▸ **Assigned task**
Transcribe the data exactly, stopping after the "mod find_default;" line.

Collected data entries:
↓

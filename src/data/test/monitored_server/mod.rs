use crate::data::monitored_server::MonitoredServerRepository;
use sea_orm::{ColumnTrait, DbErr, EntityTrait, PaginatorTrait, QueryFilter};
use test_utils::{builder::TestBuilder, factory::monitored_server::MonitoredServerFactory};

mod delete;
mod delete_many;
mod find_by_ip_or_nickname;
mod find_default;
mod get_by_guild_id;
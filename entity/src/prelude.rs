pub use super::monitored_server::Entity as MonitoredServer;
//! Strings used by the interaction dispatcher.

/// Cooldown denial reply, rendering the expiry as a Discord timestamp.
///
/// # Arguments
/// - `locale` - Locale reported by the interaction
/// - `retry_at` - Unix timestamp at which the user may retry
pub fn cooldown_message(locale: &str, retry_at: i64) -> String {
    match locale {
        "de" => format!(
            "Bitte warten. Du kannst diesen Befehl erst um <t:{}:T> wieder verwenden.",
            retry_at
        ),
        _ => format!(
            "Please wait. You can use this command again at <t:{}:T>.",
            retry_at
        ),
    }
}

/// Generic reply when a command handler fails for any unexpected reason.
pub fn error_message(locale: &str) -> &'static str {
    match locale {
        "de" => {
            "Beim Ausführen dieses Befehls ist ein Fehler aufgetreten! Bitte versuche es in ein paar Minuten erneut. Wenn das Problem weiterhin besteht, öffne bitte ein Issue auf GitHub."
        }
        _ => {
            "There was an error while executing this command! Please try again in a few minutes. If the problem persists, please open an issue on GitHub."
        }
    }
}
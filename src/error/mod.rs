//! Application error types.
//!
//! `AppError` is the top-level error type that wraps domain-specific errors.
//! Most variants use `#[from]` for automatic conversion with the `?` operator.
//! Errors that a component can meaningfully recover from (permission gaps,
//! per-channel deletion failures) are modeled as outcomes rather than errors;
//! this enum covers the failures that propagate to the dispatcher boundary.

pub mod config;

use thiserror::Error;

use crate::error::config::ConfigError;

/// Top-level application error type.
#[derive(Error, Debug)]
pub enum AppError {
    /// Configuration error during startup or environment variable loading.
    #[error(transparent)]
    ConfigErr(#[from] ConfigError),

    /// Database operation error from SeaORM.
    #[error(transparent)]
    DbErr(#[from] sea_orm::DbErr),

    /// Discord API error from Serenity.
    ///
    /// Boxed due to large size. Results from gateway or HTTP operations against
    /// Discord.
    #[error(transparent)]
    DiscordErr(#[from] Box<serenity::Error>),
}

/// Manual conversion from serenity::Error to AppError.
///
/// Boxes the error to reduce the size of the AppError enum, as serenity::Error
/// is very large and would make all AppError variants larger if not boxed.
impl From<serenity::Error> for AppError {
    fn from(err: serenity::Error) -> Self {
        AppError::DiscordErr(Box::new(err))
    }
}
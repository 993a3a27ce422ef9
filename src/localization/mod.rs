//! Localized user-facing strings.
//!
//! Message lookup is keyed by the locale Discord reports on each interaction,
//! falling back to English for any locale without a translation. The tables are
//! plain match expressions; commands also pull their name and description
//! localizations from here when registering with Discord.

pub mod interaction;
pub mod unmonitor;
pub mod reopen;
pub mod tell;
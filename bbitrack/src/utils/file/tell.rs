pub trait Tell {
    /// Gets the current position
    fn tell(&mut self) -> std::io::Result<u64>;
}

impl<S: std::io::Seek> Tell for S {
    fn tell(&mut self) -> std::io::Result<u64> {
        self.stream_position()
    }
}
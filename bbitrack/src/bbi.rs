use std::io;

use serde::{Deserialize, Serialize};
use thiserror::Error;

#[cfg(feature = "read")]
pub(crate) mod bbiread;
#[cfg(feature = "write")]
pub(crate) mod bbiwrite;
#[cfg(feature = "read")]
pub(crate) mod bigbedread;
#[cfg(feature = "write")]
pub(crate) mod bigbedwrite;
#[cfg(feature = "read")]
pub(crate) mod bigwigread;
#[cfg(feature = "write")]
pub(crate) mod bigwigwrite;

pub(crate) const BIGWIG_MAGIC: u32 = 0x888F_FC26;
pub(crate) const BIGBED_MAGIC: u32 = 0x8789_F2EB;

pub(crate) const CIR_TREE_MAGIC: u32 = 0x2468_ACE0;
pub(crate) const CHROM_TREE_MAGIC: u32 = 0x78CA_8C91;

/// The bbi version written by this crate. Files with versions up to this are readable.
pub const BBI_VERSION: u16 = 4;

/// Whether the header of a cir tree index has been read yet.
///
/// Indices are only touched the first time a query needs them. After that, the
/// location of the root node is kept for the lifetime of the handle.
#[derive(Copy, Clone, Debug, PartialEq, Eq)]
pub(crate) enum CirTreeState {
    Unloaded,
    Loaded { root_offset: u64 },
}

/// Info on a specific zoom level in a bbi file
#[derive(Copy, Clone, Debug)]
pub struct ZoomHeader {
    pub reduction_level: u32,
    pub(crate) data_offset: u64,
    pub(crate) index_offset: u64,
    pub(crate) index: CirTreeState,
}

/// A single zoom item
#[derive(Copy, Clone, Debug)]
pub struct ZoomRecord {
    pub(crate) chrom: u32,
    pub start: u32,
    pub end: u32,
    pub summary: Summary,
}

/// A summary of a section of data (may be an entire file)
#[derive(Copy, Clone, Debug, PartialEq, Serialize)]
pub struct Summary {
    pub total_items: u64,
    pub bases_covered: u64,
    pub min_val: f64,
    pub max_val: f64,
    pub sum: f64,
    pub sum_squares: f64,
}

impl Summary {
    pub(crate) fn empty() -> Self {
        Summary {
            total_items: 0,
            bases_covered: 0,
            min_val: f64::MAX,
            max_val: f64::MIN,
            sum: 0.0,
            sum_squares: 0.0,
        }
    }

    /// Adds `bases` bases of `value`.
    pub(crate) fn add(&mut self, bases: u32, value: f64) {
        let bases_f = f64::from(bases);
        self.total_items += 1;
        self.bases_covered += u64::from(bases);
        self.min_val = self.min_val.min(value);
        self.max_val = self.max_val.max(value);
        self.sum += bases_f * value;
        self.sum_squares += bases_f * value * value;
    }

    /// Merges another (already aggregated) summary into this one.
    pub(crate) fn merge(&mut self, other: &Summary) {
        if other.bases_covered == 0 {
            return;
        }
        self.total_items += other.total_items;
        self.bases_covered += other.bases_covered;
        self.min_val = self.min_val.min(other.min_val);
        self.max_val = self.max_val.max(other.max_val);
        self.sum += other.sum;
        self.sum_squares += other.sum_squares;
    }
}

/// Represents a single value in a bigWig file
#[derive(Copy, Clone, Debug, PartialEq, Serialize, Deserialize)]
pub struct Value {
    pub start: u32,
    pub end: u32,
    pub value: f32,
}

/// Represents a single entry in a bigBed file
#[derive(Clone, Debug, PartialEq, Serialize, Deserialize)]
pub struct BedEntry {
    pub start: u32,
    pub end: u32,
    pub rest: String,
}

/// The type of bbi file
#[derive(Copy, Clone, Debug, PartialEq, Eq)]
pub enum BBIFile {
    BigWig,
    BigBed,
}

/// Errors from reading, querying or writing a bbi file
#[derive(Error, Debug)]
pub enum BBIError {
    #[error("The chromosome ({}) is not in the chromosome list.", .0)]
    UnknownChromosome(String),
    #[error("Entries out of order: {}", .0)]
    OutOfOrderEntry(String),
    #[error("The handle has already been closed.")]
    ClosedHandle,
    #[error("The file was invalid: {}", .0)]
    MalformedFile(String),
    #[error("Unsupported bbi version: {} (at most {} is supported)", .0, BBI_VERSION)]
    UnsupportedFormatVersion(u16),
    #[error("Invalid query range {}-{} (chromosome length {})", start, end, length)]
    InvalidQueryRange { start: u32, end: u32, length: u32 },
    #[error("The zoom level ({}) was not found.", .0)]
    ReductionLevelNotFound(u32),
    #[error("Invalid entry: {}", .0)]
    InvalidEntry(String),
    #[error("Error occurred: {}", .0)]
    IoError(io::Error),
}

impl From<io::Error> for BBIError {
    fn from(e: io::Error) -> Self {
        // Running off the end of a structure means the file is truncated.
        match e.kind() {
            io::ErrorKind::UnexpectedEof => {
                BBIError::MalformedFile(format!("Unexpected end of file ({})", e))
            }
            _ => BBIError::IoError(e),
        }
    }
}

#[cfg(feature = "read")]
pub use bbiread::*;
#[cfg(feature = "write")]
pub use bbiwrite::{BBIWriteOptions, DEFAULT_BLOCK_SIZE, DEFAULT_ITEMS_PER_SLOT, MAX_ZOOM_LEVELS};
#[cfg(feature = "read")]
pub use bigbedread::*;
#[cfg(feature = "write")]
pub use bigbedwrite::*;
#[cfg(feature = "read")]
pub use bigwigread::*;
#[cfg(feature = "write")]
pub use bigwigwrite::*;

↑

▸ **Solved problem**
filename src/data/test/monitored_server/mod.rs
use crate::data::monitored_server::MonitoredServerRepository;
use sea_orm::{ColumnTrait, DbErr, EntityTrait, PaginatorTrait, QueryFilter};
use test_utils::{builder::TestBuilder, factory::monitored_server::MonitoredServerFactory};

mod delete;
mod delete_many;
mod find_by_ip_or_nickname;
mod find_default;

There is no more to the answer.